What is incredible about the last half of Fecundo is the admiration and absolution Sarmiento finds for him in the midst of an expected indictment. Fecundo is a Caeser, a genius of sorts, in the eyes of author and for all his brutality he is not cruel. He is simply a barbarian, a gaucho who cannot control his rage. When he is not “seeing red” he is capable of great respect for people like Paz and kindness towards common citizens, such as the merchant turned beggar that bestows with ounces of gold; he is not immune to “noble inspiration” or a “spark of virtue”. Fecundo uses terror as a system of governance, because fear is the only way he knows how to govern.

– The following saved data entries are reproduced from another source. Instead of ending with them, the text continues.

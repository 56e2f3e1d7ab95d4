//! # redb-backed Record Storage
//!
//! A disk-backed `PersistenceAdapter` using the redb embedded database.
//!
//! Every write is a single ACID transaction. Insertion order is kept as a
//! monotonically increasing sequence number per row, indexed both ways so
//! eviction from either end is a range scan.
//!
//! ## Schema history
//!
//! - v0: `records` only
//! - v1: adds `received_at` (backfilled with 0)
//! - v2: adds the insertion sequence (backfilled in key order)

use super::{DatabaseRow, InsertionEnd, PersistenceAdapter};
use crate::cache_key::matches_key_pattern;
use crate::primitives::SCHEMA_VERSION;
use crate::types::{CacheError, CacheKey};
use redb::{Database, ReadableDatabase, ReadableTable, TableDefinition, TableError, WriteTransaction};
use std::collections::BTreeSet;
use std::path::Path;
use tracing::{debug, info};

/// Record key -> serialized fields
const RECORDS: TableDefinition<&str, &str> = TableDefinition::new("records");

/// Record key -> seconds since the Unix epoch
const RECEIVED_AT: TableDefinition<&str, i64> = TableDefinition::new("received_at");

/// Record key -> insertion sequence
const INSERTION_SEQ: TableDefinition<&str, u64> = TableDefinition::new("insertion_seq");

/// Insertion sequence -> record key
const INSERTION_ORDER: TableDefinition<u64, &str> = TableDefinition::new("insertion_order");

/// Table for metadata: key string -> value u64
const METADATA: TableDefinition<&str, u64> = TableDefinition::new("metadata");

const SCHEMA_VERSION_KEY: &str = "schema_version";
const NEXT_SEQ_KEY: &str = "next_seq";

fn storage_error(e: impl std::fmt::Display) -> CacheError {
    CacheError::Storage(e.to_string())
}

// =============================================================================
// MIGRATIONS
// =============================================================================

struct Migration {
    version: u64,
    apply: fn(&WriteTransaction) -> Result<(), CacheError>,
}
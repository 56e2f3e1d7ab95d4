//! # Configuration
//!
//! TOML configuration for a cache store.
//!
//! ```toml
//! [store]
//! backend = "redb"
//! path = "cache.redb"
//! vacuum_on_clear = true
//! cache_key_field = "id"
//!
//! [policy]
//! default = "cache_first_then_network"
//! ttl_seconds = 300
//! ```
//!
//! Every key is optional; an empty document yields an in-memory store with
//! the `cache_else_network` policy and no TTL.

use crate::cache::StorageBackend;
use crate::execution::{CacheKeyFn, identity_key_fn};
use crate::operation::Operation;
use crate::policy::CachePolicy;
use crate::store::CacheStore;
use crate::types::CacheError;
use serde::Deserialize;
use std::path::{Path, PathBuf};
use tracing::info;

// =============================================================================
// SECTIONS
// =============================================================================

/// Which backend the store runs on.
#[derive(Debug, Clone, Copy, PartialEq, Eq, Default, Deserialize)]
#[serde(rename_all = "snake_case")]
pub enum BackendKind {
    #[default]
    Memory,
    Redb,
}

/// `[store]` section.
#[derive(Debug, Clone, PartialEq, Eq, Default, Deserialize)]
#[serde(default, deny_unknown_fields)]
pub struct StoreConfig {
    pub backend: BackendKind,
    /// Database file. Required for the redb backend.
    pub path: Option<PathBuf>,
    /// Compact the database after every clear.
    pub vacuum_on_clear: bool,
    /// Field that identifies objects (e.g. `id`). Objects without it are
    /// keyed by their path.
    pub cache_key_field: Option<String>,
}

/// `[policy]` section.
#[derive(Debug, Clone, PartialEq, Eq, Default, Deserialize)]
#[serde(default, deny_unknown_fields)]
pub struct PolicyConfig {
    pub default: CachePolicy,
    /// TTL for operations that do not set their own.
    pub ttl_seconds: Option<i64>,
}

impl PolicyConfig {
    /// TTL in effect for `operation`: its own, else the configured default.
    #[must_use]
    pub fn ttl_for(&self, operation: &Operation) -> Option<i64> {
        operation.response_cache_ttl.or(self.ttl_seconds)
    }
}

/// Complete cache configuration.
#[derive(Debug, Clone, PartialEq, Eq, Default, Deserialize)]
#[serde(default, deny_unknown_fields)]
pub struct CacheConfig {
    pub store: StoreConfig,
    pub policy: PolicyConfig,
}

// =============================================================================
// LOADING
// =============================================================================

impl CacheConfig {
    /// Parse and validate a TOML document.
    pub fn from_toml_str(source: &str) -> Result<Self, CacheError> {
        let config: Self =
            toml::from_str(source).map_err(|e| CacheError::Config(e.to_string()))?;
        config.validate()?;
        Ok(config)
    }

    /// Read, parse and validate the TOML file at `path`.
    pub fn load(path: impl AsRef<Path>) -> Result<Self, CacheError> {
        let path = path.as_ref();
        let source = std::fs::read_to_string(path)
            .map_err(|e| CacheError::Config(format!("{}: {}", path.display(), e)))?;
        Self::from_toml_str(&source)
    }

    pub fn validate(&self) -> Result<(), CacheError> {
        if self.store.backend == BackendKind::Redb && self.store.path.is_none() {
            return Err(CacheError::Config(
                "store.path is required for the redb backend".to_string(),
            ));
        }
        if let Some(ttl) = self.policy.ttl_seconds {
            if ttl < 0 {
                return Err(CacheError::Config(format!(
                    "policy.ttl_seconds must not be negative, got {ttl}"
                )));
            }
        }
        if let Some(field) = &self.store.cache_key_field {
            if field.is_empty() {
                return Err(CacheError::Config(
                    "store.cache_key_field must not be empty".to_string(),
                ));
            }
        }
        Ok(())
    }

    // =========================================================================
    // BUILDING
    // =========================================================================

    /// Object identity function for `store.cache_key_field`, if set.
    #[must_use]
    pub fn cache_key_fn(&self) -> Option<CacheKeyFn> {
        self.store.cache_key_field.clone().map(identity_key_fn)
    }

    /// Open the configured backend. A redb backend is migrated on open.
    pub fn open_backend(&self) -> Result<StorageBackend, CacheError> {
        match (self.store.backend, &self.store.path) {
            (BackendKind::Memory, _) => Ok(StorageBackend::default()),
            (BackendKind::Redb, Some(path)) => {
                StorageBackend::open_redb(path, self.store.vacuum_on_clear)
            }
            (BackendKind::Redb, None) => Err(CacheError::Config(
                "store.path is required for the redb backend".to_string(),
            )),
        }
    }

    /// Open a store over the configured backend.
    pub fn open_store(&self) -> Result<CacheStore, CacheError> {
        let backend = self.open_backend()?;
        info!(
            backend = ?self.store.backend,
            policy = ?self.policy.default,
            "cache store opened"
        );
        Ok(CacheStore::new(backend).with_cache_key_fn(self.cache_key_fn()))
    }
}

// =============================================================================
// TESTS
// =============================================================================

How is a perpetrator of such violence not a perpetrator of cruelty? Sarmiento does not see a choice for his protagonist, he is a product of the countryside, something to be admired, but ultimately vanquished in the name of civilization and progress. In Sarmiento’s often positive description of a bloody tyrant we see his admiration for the gaucho character, and perhaps a nostalgia as he perceives no room for such a character in the future of a modern Argentina.


Ultimately, Fecundo is a book about power, about a caudillo with no limits to his boldness and savagery. While Sarmiento is certainly not an advocate of absolute power – ostensibly the book is a call to action against it – he acknowledges and even celebrates the attraction of power. The author himself seems to feel this pull. Why did he not simply write a political pamphlet or a call to arms? As the incomprehensible power of the vast Argentinean countryside inspires its poets, perhaps Fecundo and Rosas inspire Sarmiento through their terrible power. The author is so acutely aware of the pull of terrible power that he comments “if the reader is bored by these thoughts I will tell him about some more frightful crimes” after spending a page or so on political rhetoric. Thus, we see the ultimate contradiction of Fecundo. It is simultaneously an indictment and a celebration of boldly inflicted terror. Only the stupid rule through terror and violence Sarmiento comments, but only the bold can rule with these implements.